Phillips Products Ltd v Hyland and Hamstead Plant Hire Co Ltd [1984] EWCA Civ 5 is an English contract law case concerning the Unfair Contract Terms Act 1977.

==Facts==
Hamstead Plant Hire hired out a JCB excavator to Phillips Products. It also hired out a driver, Mr Hyland. Condition 8 of their contract stated the driver would be deemed to be the employee of Phillips Products. The driver crashed into Phillips’ factory wall. Phillips argued that Hamstead Plant Hire should pay for the damage caused by Mr Hyland, because condition 8 was caught by UCTA 1977 section 2(2) and was unreasonable.

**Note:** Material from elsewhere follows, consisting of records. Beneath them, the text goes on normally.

//! Contact form key handling and submission results

use ratatui::crossterm::event::{KeyCode, KeyEvent};

use super::contact_state::FormField;
use super::contact_worker::ContactResponse;
use crate::app::{App, Focus};
use crate::notification::NotificationVariant;

pub const SENT_TITLE: &str = "Saved";
pub const SENT_DESCRIPTION: &str = "Your message was sent";
pub const FAILED_TITLE: &str = "Error";
pub const FAILED_DESCRIPTION: &str = "Try again";
pub const INVALID_TITLE: &str = "Missing details";
pub const UNAVAILABLE_TITLE: &str = "Contact form unavailable";

pub fn handle_form_key(app: &mut App, key: KeyEvent) {
    let form = &mut app.contact;

    // An open panel captures navigation until it closes
    if let Some(select) = form.open_select() {
        match key.code {
            KeyCode::Up => select.highlight_previous(),
            KeyCode::Down => select.highlight_next(),
            KeyCode::Enter => {
                select.select_highlighted();
            }
            KeyCode::Esc => select.close(),
            KeyCode::Tab => form.focus_next(),
            KeyCode::BackTab => form.focus_previous(),
            _ => {}
        }
        return;
    }

    match key.code {
        KeyCode::Esc => app.focus = Focus::Page,
        KeyCode::Tab => form.focus_next(),
        KeyCode::BackTab => form.focus_previous(),
        KeyCode::Enter | KeyCode::Char(' ')
            if matches!(form.focused, FormField::Service | FormField::Plan) =>
        {
            if let Some(select) = form.focused_select() {
                select.toggle();
            }
        }
        KeyCode::Enter if form.focused == FormField::Submit => submit_form(app),
        KeyCode::Enter if form.focused != FormField::Message => form.focus_next(),
        _ => {
            if let Some(textarea) = form.focused_text() {
                textarea.input(key);
            }
        }
    }
}

/// Validate and hand the form to the worker, or explain why not
pub fn submit_form(app: &mut App) {
    let message = match app.contact.to_message() {
        Ok(message) => message,
        Err(e) => {
            app.notifications.notify(
                INVALID_TITLE,
                &e.to_string(),
                NotificationVariant::Destructive,
            );
            return;
        }
    };

    let Some(client) = app.contact_client.as_mut() else {
        app.notifications.notify(
            UNAVAILABLE_TITLE,
            "No contact endpoint is configured",
            NotificationVariant::Destructive,
        );
        return;
    };

    match client.submit(message.clone()) {
        Some(request_id) => {
            log::debug!("Contact request {} queued", request_id);
            app.contact.track(request_id, message);
        }
        None => {
            app.notifications.notify(
                FAILED_TITLE,
                FAILED_DESCRIPTION,
                NotificationVariant::Destructive,
            );
        }
    }
}

/// Turn worker responses into notifications
pub fn poll_contact_responses(app: &mut App) {
    let Some(client) = app.contact_client.as_mut() else {
        return;
    };

    let responses = client.poll();
    let worker_gone = client.worker_gone();

    for response in responses {
        match response {
            ContactResponse::Sent { request_id } => {
                // Keep anything typed since this submission went out
                if let Some(sent) = app.contact.finish(request_id) {
                    if app.contact.shows(&sent) {
                        app.contact.clear_text();
                    }
                }
                app.notifications.notify(
                    SENT_TITLE,
                    SENT_DESCRIPTION,
                    NotificationVariant::Default,
                );
            }
            ContactResponse::Failed { request_id } => {
                app.contact.finish(request_id);
                app.notifications.notify(
                    FAILED_TITLE,
                    FAILED_DESCRIPTION,
                    NotificationVariant::Destructive,
                );
            }
        }
        app.mark_dirty();
    }

    // Nothing left to answer what is still outstanding
    if worker_gone && app.contact.abandon_all() > 0 {
        app.notifications.notify(
            FAILED_TITLE,
            FAILED_DESCRIPTION,
            NotificationVariant::Destructive,
        );
        app.mark_dirty();
    }
}

#[cfg(test)]
#[path = "contact_events_tests.rs"]
mod contact_events_tests;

Hamstead Plant Hire argued it was not, asserting there had been no negligence on its part that was even being excluded, because there was no ‘breach’ of obligation in section 1(1)(b). The effect of condition 8, they contended, was that no liability for the driver had ever been assumed.

==Judgment==
Slade LJ rejected Hamstead Plant Hire’s argument. Condition 8 was caught by UCTA 1977, and was unreasonable in excluding its liability for Mr Hyland's damage. When deciding what breach there is, the court should not include the exclusion clause in deciding whether a breach existed. Read with section 13(1), section 2 encompasses ‘terms and notices which exclude or restrict the relevant obligation or duty’, so section 2 clearly extends to duty defining, not just duty excluding clauses. Condition 8 failed the reasonableness test under section 11 and Schedule 2, because the claimants’ hire was for a short period, there was little opportunity for arranging insurance and no choice over the driver. Hamstead Plant Hire Co were in the best position to take out insurance.